2.      Account Setup
a.       First make sure you are using root permissions.
                                                              i.      Su –
b.      Create the Nagios Account and give it a password.
                                                              i.      /usr/sbin/useradd -m nagios
                                                            ii.      passwd nagios

c.       Create a new nagios nagcmd group for allowing external commands used via the web ui. Add the nagios user and the apache user to this group.

/usr/sbin/groupadd nagcmd
/usr/sbin/usermod -a -G nagcmd nagios
/usr/sbin/usermod -a -G nagcmd apache

3.      Get the Nagios Core Install and Plugins
a.       Create and navigate to a download directory
                                                              i.      mkdir ~/downloads
b.      Navigate to /downloads
                                                              i.      cd /downloads
4.      Get the files downloaded into the directory

5.      Install Nagios
a.       First uncompressed the downloaded files
                        i.   tar xzf nagios-4.0.4.tar.gz
                      ii.   tar xzf nagios-plugins-2.0.tar.gz

b.      Navigate to the Nagios core file folder
                        i.   cd /nagios-4.0.4
c.       Run the Nagios Configure Script including the New Group Name
                                                              i.      ./configure --with-command-group=nagcmd
d.      Compile Nagios Core
                                                              i.      make all
e.       Install it all
                                                              i.      make install
                                                            ii.      make install-init
                                                          iii.      make install –config
                                                          iv.      make install –commandmode


Don't start Nagios yet - there's still more that needs to be done... 
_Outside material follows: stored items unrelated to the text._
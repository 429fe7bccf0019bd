pub mod common;
pub mod content_model;
pub mod criteria;
pub mod entry;
pub mod projection;
pub mod query;
pub mod schema;

pub use common::*;
pub use content_model::*;
pub use criteria::*;
pub use entry::*;
pub use projection::*;
pub use query::*;
pub use schema::*;
use chrono::{DateTime, Utc};
use serde_json::Value;
use std::cmp::Ordering;

use crate::error::ValidationErrors;
use crate::model::{
    Condition, Entry, EntryData, EntrySearchCriteria, FilterOp, Id, Model, SearchCriteria,
    SortDirection, SortKey,
};

/// Queryable attributes of a record kind. Every backend checks criteria
/// against the same table, so a criteria is accepted or rejected uniformly.
#[derive(Debug, Clone, Copy)]
pub struct Columns {
    pub sortable: &'static [&'static str],
    /// Top-level attributes a custom filter may target
    pub filterable: &'static [&'static str],
    /// Filterable attributes compared as integers
    pub integer: &'static [&'static str],
    /// Whether unknown filter keys fall through to the JSON data document
    pub has_document: bool,
}

pub const MODEL_COLUMNS: Columns = Columns {
    sortable: &["id", "name", "slug", "creator_id", "created_at", "updated_at"],
    filterable: &["name", "slug", "creator_id"],
    integer: &["creator_id"],
    has_document: false,
};

pub const ENTRY_COLUMNS: Columns = Columns {
    sortable: &["id", "name", "model_id", "creator_id", "created_at", "updated_at"],
    filterable: &["name", "creator_id"],
    integer: &["creator_id"],
    has_document: true,
};

impl Columns {
    pub fn is_column(&self, key: &str) -> bool {
        self.filterable.contains(&key)
    }

    pub fn is_integer(&self, key: &str) -> bool {
        self.integer.contains(&key)
    }
}

/// Reject sort keys and custom filters the record kind cannot evaluate
pub fn check_criteria(criteria: &SearchCriteria, columns: &Columns) -> Result<(), ValidationErrors> {
    let mut errors = ValidationErrors::new();

    for key in criteria.sort() {
        if !columns.sortable.contains(&key.field.as_str()) {
            errors.add("sort", format!("cannot sort by '{}'", key.field));
        }
    }

    for (key, conditions) in criteria.custom_filters() {
        if !columns.is_column(key) && !columns.has_document {
            errors.add(format!("filter.{}", key), "unknown filter attribute");
            continue;
        }
        if columns.is_integer(key) {
            for condition in conditions {
                if condition.op != FilterOp::Exists && condition.value.trim().parse::<i64>().is_err() {
                    errors.add(format!("filter.{}", key), "must be an integer");
                }
            }
        }
    }

    errors.into_result()
}

/// Requested order plus an `id` tiebreak; `created_at DESC, id ASC` by default
pub fn effective_sort(sort: &[SortKey]) -> Vec<SortKey> {
    if sort.is_empty() {
        return vec![SortKey::desc("created_at"), SortKey::asc("id")];
    }
    let mut sort = sort.to_vec();
    if !sort.iter().any(|key| key.field == "id") {
        sort.push(SortKey::asc("id"));
    }
    sort
}

/// `^-?[0-9]+(\.[0-9]+)?$`, the same test the SQL backend applies
pub fn is_plain_number(s: &str) -> bool {
    let digits = s.strip_prefix('-').unwrap_or(s);
    let (int_part, frac_part) = match digits.split_once('.') {
        Some((i, f)) => (i, Some(f)),
        None => (digits, None),
    };
    let all_digits = |p: &str| !p.is_empty() && p.chars().all(|c| c.is_ascii_digit());
    all_digits(int_part) && frac_part.map_or(true, all_digits)
}

/// Text form of a scalar JSON value; arrays and objects have none and so
/// never satisfy a comparison
pub fn scalar_text(value: &Value) -> Option<String> {
    match value {
        Value::Array(_) | Value::Object(_) => None,
        other => text_form(other),
    }
}

/// Text form of a stored JSON value, as the SQL `->>` operator yields it
pub fn text_form(value: &Value) -> Option<String> {
    match value {
        Value::Null => None,
        Value::String(s) => Some(s.clone()),
        Value::Bool(b) => Some(b.to_string()),
        Value::Number(n) => Some(n.to_string()),
        other => Some(other.to_string()),
    }
}

#[derive(Debug, Clone, PartialEq, Eq, PartialOrd, Ord)]
pub enum SortValue {
    Null,
    Int(i64),
    Time(DateTime<Utc>),
    Text(String),
}

/// A record the in-memory evaluator can filter and sort
pub trait Filterable {
    fn record_id(&self) -> Id;
    fn created(&self) -> DateTime<Utc>;
    fn updated(&self) -> DateTime<Utc>;
    /// Top-level attribute as JSON
    fn column(&self, name: &str) -> Option<Value>;
    fn document(&self) -> Option<&EntryData>;
    fn matches_text(&self, needle_lower: &str) -> bool;
    fn sort_value(&self, field: &str) -> SortValue;
}

impl Filterable for Model {
    fn record_id(&self) -> Id {
        self.id
    }

    fn created(&self) -> DateTime<Utc> {
        self.created_at
    }

    fn updated(&self) -> DateTime<Utc> {
        self.updated_at
    }

    fn column(&self, name: &str) -> Option<Value> {
        match name {
            "name" => Some(Value::from(self.name.clone())),
            "slug" => Some(Value::from(self.slug.clone())),
            "creator_id" => Some(Value::from(self.creator_id)),
            _ => None,
        }
    }

    fn document(&self) -> Option<&EntryData> {
        None
    }

    fn matches_text(&self, needle_lower: &str) -> bool {
        self.name.to_lowercase().contains(needle_lower)
            || self.slug.to_lowercase().contains(needle_lower)
    }

    fn sort_value(&self, field: &str) -> SortValue {
        match field {
            "id" => SortValue::Int(self.id),
            "name" => SortValue::Text(self.name.clone()),
            "slug" => SortValue::Text(self.slug.clone()),
            "creator_id" => SortValue::Int(self.creator_id),
            "created_at" => SortValue::Time(self.created_at),
            "updated_at" => SortValue::Time(self.updated_at),
            _ => SortValue::Null,
        }
    }
}

impl Filterable for Entry {
    fn record_id(&self) -> Id {
        self.id
    }

    fn created(&self) -> DateTime<Utc> {
        self.created_at
    }

    fn updated(&self) -> DateTime<Utc> {
        self.updated_at
    }

    fn column(&self, name: &str) -> Option<Value> {
        match name {
            "name" => Some(Value::from(self.name.clone())),
            "creator_id" => Some(Value::from(self.creator_id)),
            _ => None,
        }
    }

    fn document(&self) -> Option<&EntryData> {
        Some(&self.data)
    }

    fn matches_text(&self, needle_lower: &str) -> bool {
        self.name.to_lowercase().contains(needle_lower)
            || self.data.values().any(|value| match value {
                Value::String(_) | Value::Number(_) | Value::Bool(_) => text_form(value)
                    .map(|text| text.to_lowercase().contains(needle_lower))
                    .unwrap_or(false),
                _ => false,
            })
    }

    fn sort_value(&self, field: &str) -> SortValue {
        match field {
            "id" => SortValue::Int(self.id),
            "name" => SortValue::Text(self.name.clone()),
            "model_id" => SortValue::Int(self.model_id),
            "creator_id" => SortValue::Int(self.creator_id),
            "created_at" => SortValue::Time(self.created_at),
            "updated_at" => SortValue::Time(self.updated_at),
            _ => SortValue::Null,
        }
    }
}

/// In-memory evaluation of a criteria's predicate set
pub struct RecordFilter;

impl RecordFilter {
    pub fn matches<R: Filterable>(record: &R, criteria: &SearchCriteria, columns: &Columns) -> bool {
        if let Some(ids) = criteria.ids() {
            if !ids.contains(&record.record_id()) {
                return false;
            }
        }

        if let Some(query) = criteria.search_query() {
            if !record.matches_text(&query.to_lowercase()) {
                return false;
            }
        }

        if !criteria.created().contains(record.created())
            || !criteria.updated().contains(record.updated())
        {
            return false;
        }

        criteria.custom_filters().iter().all(|(key, conditions)| {
            let actual = if columns.is_column(key) {
                record.column(key)
            } else {
                record.document().and_then(|doc| doc.get(key).cloned())
            };
            let integer = columns.is_integer(key);
            conditions
                .iter()
                .all(|condition| Self::evaluate(actual.as_ref(), condition, integer))
        })
    }

    pub fn matches_entry(entry: &Entry, criteria: &EntrySearchCriteria) -> bool {
        if let Some(model_id) = criteria.model_id() {
            if entry.model_id != model_id {
                return false;
            }
        }
        Self::matches(entry, criteria.criteria(), &ENTRY_COLUMNS)
    }

    /// Evaluate one condition against a stored value
    pub fn evaluate(actual: Option<&Value>, condition: &Condition, integer: bool) -> bool {
        if condition.op == FilterOp::Exists {
            let present = actual.map_or(false, |value| !value.is_null());
            return present == condition.wants_presence();
        }
        let Some(text) = actual.and_then(scalar_text) else {
            return false;
        };

        if integer {
            let (Ok(left), Ok(right)) = (text.parse::<i64>(), condition.value.trim().parse::<i64>())
            else {
                return false;
            };
            return Self::apply(condition.op, left.cmp(&right));
        }

        match condition.op {
            FilterOp::Eq => text == condition.value,
            FilterOp::Ne => text != condition.value,
            _ if is_plain_number(&condition.value) => {
                if !is_plain_number(&text) {
                    return false;
                }
                match (text.parse::<f64>(), condition.value.parse::<f64>()) {
                    (Ok(left), Ok(right)) => left
                        .partial_cmp(&right)
                        .map(|ordering| Self::apply(condition.op, ordering))
                        .unwrap_or(false),
                    _ => false,
                }
            }
            _ => Self::apply(condition.op, text.as_str().cmp(condition.value.as_str())),
        }
    }

    fn apply(op: FilterOp, ordering: Ordering) -> bool {
        match op {
            FilterOp::Eq => ordering == Ordering::Equal,
            FilterOp::Ne => ordering != Ordering::Equal,
            FilterOp::Gt => ordering == Ordering::Greater,
            FilterOp::Gte => ordering != Ordering::Less,
            FilterOp::Lt => ordering == Ordering::Less,
            FilterOp::Lte => ordering != Ordering::Greater,
            FilterOp::Exists => false,
        }
    }

    /// Order records by the effective sort of a criteria
    pub fn sort<R: Filterable>(records: &mut [R], sort: &[SortKey]) {
        let sort = effective_sort(sort);
        records.sort_by(|a, b| {
            for key in &sort {
                let ordering = a.sort_value(&key.field).cmp(&b.sort_value(&key.field));
                let ordering = match key.direction {
                    SortDirection::Asc => ordering,
                    SortDirection::Desc => ordering.reverse(),
                };
                if ordering != Ordering::Equal {
                    return ordering;
                }
            }
            Ordering::Equal
        });
    }
}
6) Customize Configuration 



Sample configuration
files have now been installed in the /usr/local/nagios/etc
directory. These sample files should work fine for getting started with Nagios.
You'll need to make just one change before you proceed... 



Edit the /usr/local/nagios/etc/objects/contacts.cfg config file with
your favorite editor and change the email address associated with the nagiosadmin
contact definition to the address you'd like to use for receiving alerts. 



 
vi /usr/local/nagios/etc/objects/contacts.cfg
 
7) Configure the Web Interface Install the Nagios web config file in the Apache conf.d directory.
 
make install-webconf
 
Create a nagiosadmin account for logging into the Nagios web interface. Remember the password you assign to this account - you'll need it later.
 
htpasswd -c /usr/local/nagios/etc/htpasswd.users nagiosadmin
 
Restart Apache to make the new settings take effect.
 
service httpd restart
 
Note: Consider implementing the ehanced CGI security measures described here to ensure that your web authentication credentials are not compromised. 8) Compile and Install the Nagios Plugins Extract the Nagios plugins source code tarball.
 
cd ~/downloads
 
tar xzf nagios-plugins-1.4.11.tar.gz
 
cd nagios-plugins-1.4.11
 
Compile and install the plugins.
 
./configure --with-nagios-user=nagios --with-nagios-group=nagios
 
make
 
make install
 
9) Start Nagios Add Nagios to the list of system services and have it automatically start when the system boots.
 
chkconfig --add nagios
 
chkconfig nagios on
 
Verify the sample Nagios configuration files.
 
/usr/local/nagios/bin/nagios -v /usr/local/nagios/etc/nagios.cfg
 
If there are no errors, start Nagios.
 
service nagios start
 
10) Modify SELinux Settings Fedora ships with SELinux (Security Enhanced Linux) installed and in Enforcing mode by default. This can result in "Internal Server Error" messages when you attempt to access the Nagios CGIs. See if SELinux is in Enforcing mode.
 
getenforce
 
Put SELinux into Permissive mode.
 
setenforce 0
 
To make this change permanent, you'll have to modify the settings in /etc/selinux/config and reboot. Instead of disabling SELinux or setting it to permissive mode, you can use the following command to run the CGIs under SELinux enforcing/targeted mode:
 
chcon -R -t httpd_sys_content_t /usr/local/nagios/sbin/
 
chcon -R -t httpd_sys_content_t /usr/local/nagios/share/
 
For information on running the Nagios CGIs under Enforcing mode with a targeted policy, visit the Nagios Support Portal or Nagios Community Wiki. 11) Login to the Web Interface You should now be able to access the Nagios web interface at the URL below. You'll be prompted for the username (nagiosadmin) and password you specified earlier.
 
http://localhost/nagios/
 
Click on the "Service Detail" navbar link to see details of what's being monitored on your local machine. It will take a few minutes for Nagios to check all the services associated with your machine, as the checks are spread out over time. 12) Other Modifications Make sure your machine's firewall rules are configured to allow access to the web server if you want to access the Nagios interface remotely. Configuring email notifications is out of the scope of this documentation. While Nagios is currently configured to send you email notifications, your system may not yet have a mail program properly installed or configured. Refer to your system documentation, search the web, or look to the Nagios Support Portal or Nagios Community Wiki for specific instructions on configuring your system to send email messages to external addresses. More information on notifications can be found here.  You're Done Congratulations! You sucessfully installed Nagios. Your journey into monitoring is just beginning.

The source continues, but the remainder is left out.